When instability hits, the communications playbook rarely changes: pull back, limit exposure, let the storm pass. It’s a strategy that has shaped how businesses communicate for decades. But as economic pressures mount and geopolitical uncertainty becomes the norm rather than the exception, the rules are shifting. In today’s media environment, playing it safe can carry its own significant risks.

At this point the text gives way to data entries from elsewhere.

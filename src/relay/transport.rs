use std::time::Duration;

use serde::{Deserialize, Serialize};
use serde_json::Value;
use tokio::sync::mpsc;

use super::RelayError;

#[derive(Clone, Copy, Debug, PartialEq, Eq, Deserialize, Serialize)]
#[serde(rename_all = "lowercase")]
pub enum Transport {
    Polling,
    Websocket,
}

/// Connection settings handed to the push client.
#[derive(Clone, Debug, PartialEq, Eq)]
pub struct ConnectOptions {
    pub reconnection: bool,
    pub reconnection_delay: Duration,
    pub reconnection_delay_max: Duration,
    pub reconnection_attempts: u32,
    pub timeout: Duration,
    pub transports: Vec<Transport>,
}

impl Default for ConnectOptions {
    fn default() -> Self {
        Self {
            reconnection: true,
            reconnection_delay: Duration::from_millis(1000),
            reconnection_delay_max: Duration::from_millis(5000),
            reconnection_attempts: 5,
            timeout: Duration::from_millis(20000),
            transports: vec![Transport::Polling, Transport::Websocket],
        }
    }
}

/// Everything the push client reports: lifecycle changes and server messages.
#[derive(Clone, Debug, PartialEq, Deserialize, Serialize)]
#[serde(tag = "type", rename_all = "snake_case")]
pub enum TransportEvent {
    Connect,
    Disconnect {
        reason: String,
    },
    ConnectError {
        message: String,
    },
    Reconnect {
        attempt: u32,
    },
    ReconnectAttempt {
        attempt: u32,
    },
    ReconnectError {
        message: String,
    },
    ReconnectFailed,
    Message {
        event: String,
        #[serde(default)]
        payload: Value,
    },
}

/// Disconnect reason used when the server closed the connection itself.
pub const SERVER_DISCONNECT: &str = "io server disconnect";

/// Bidirectional messaging client the relay is built on.
pub trait PushClient {
    /// Opens the shared connection and returns the stream of transport events.
    fn open(&mut self, options: &ConnectOptions)
        -> Result<mpsc::UnboundedReceiver<TransportEvent>, RelayError>;

    /// Asks an open client to connect again after a server-side disconnect.
    fn reconnect(&mut self) -> Result<(), RelayError>;

    fn emit(&mut self, event: &str, payload: Value) -> Result<(), RelayError>;
}

#[cfg(test)]
mod tests {
    use super::*;
    use serde_json::json;

    #[test]
    fn default_options_match_the_server_setup() {
        let o = ConnectOptions::default();
        assert!(o.reconnection);
        assert_eq!(o.reconnection_attempts, 5);
        assert_eq!(o.reconnection_delay_max, Duration::from_secs(5));
        assert_eq!(o.transports, vec![Transport::Polling, Transport::Websocket]);
    }

    #[test]
    fn transport_events_parse_from_json() {
        let e: TransportEvent =
            serde_json::from_str(r#"{"type":"message","event":"new_order","payload":{"id":7}}"#)
                .unwrap();
        assert_eq!(
            e,
            TransportEvent::Message {
                event: "new_order".to_string(),
                payload: json!({"id": 7}),
            }
        );
        let e: TransportEvent =
            serde_json::from_str(r#"{"type":"disconnect","reason":"io server disconnect"}"#)
                .unwrap();
        assert_eq!(
            e,
            TransportEvent::Disconnect {
                reason: SERVER_DISCONNECT.to_string()
            }
        );
        let e: TransportEvent = serde_json::from_str(r#"{"type":"connect"}"#).unwrap();
        assert_eq!(e, TransportEvent::Connect);
    }
}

When speaking up becomes a competitive advantage
In an era marked by persistent market volatility and political flux, a prominent and outspoken CEO is still widely viewed inside many boardrooms as a reputational risk. But increasingly, that same visibility can function as a strategic asset. Jamie Dimon, CEO of JPMorgan Chase, is a clear example of this shift. Often cast as an unofficial spokesperson for Wall Street, Dimon has demonstrated a consistent willingness to comment on government policy, economic risks, and geopolitical instability – areas many executives still approach with caution.
New analysis from Onclusive underscores the scale of this visibility. Dimon accounts for roughly 38% of all CEO mentions across social and traditional media among major global banking leaders, more than double his closest peer. JPMorgan Chase itself ranks among the top banking institutions globally for earned media presence. By the logic that has governed corporate communications for decades, the level of CEO visibility would imply heightened reputational exposure and increased vulnerability. That logic is breaking down.
The rules of corporate reputation have changed
Digital platforms and algorithmic media systems promote personality and recognisability over institutional voice. A dynamic first normalised by founder-led technology businesses and start-ups, but now pervasive across sectors. Executive commentary increasingly outperforms corporate messaging, a trend visible across LinkedIn and other platforms where audiences engage more readily with individuals than organisations.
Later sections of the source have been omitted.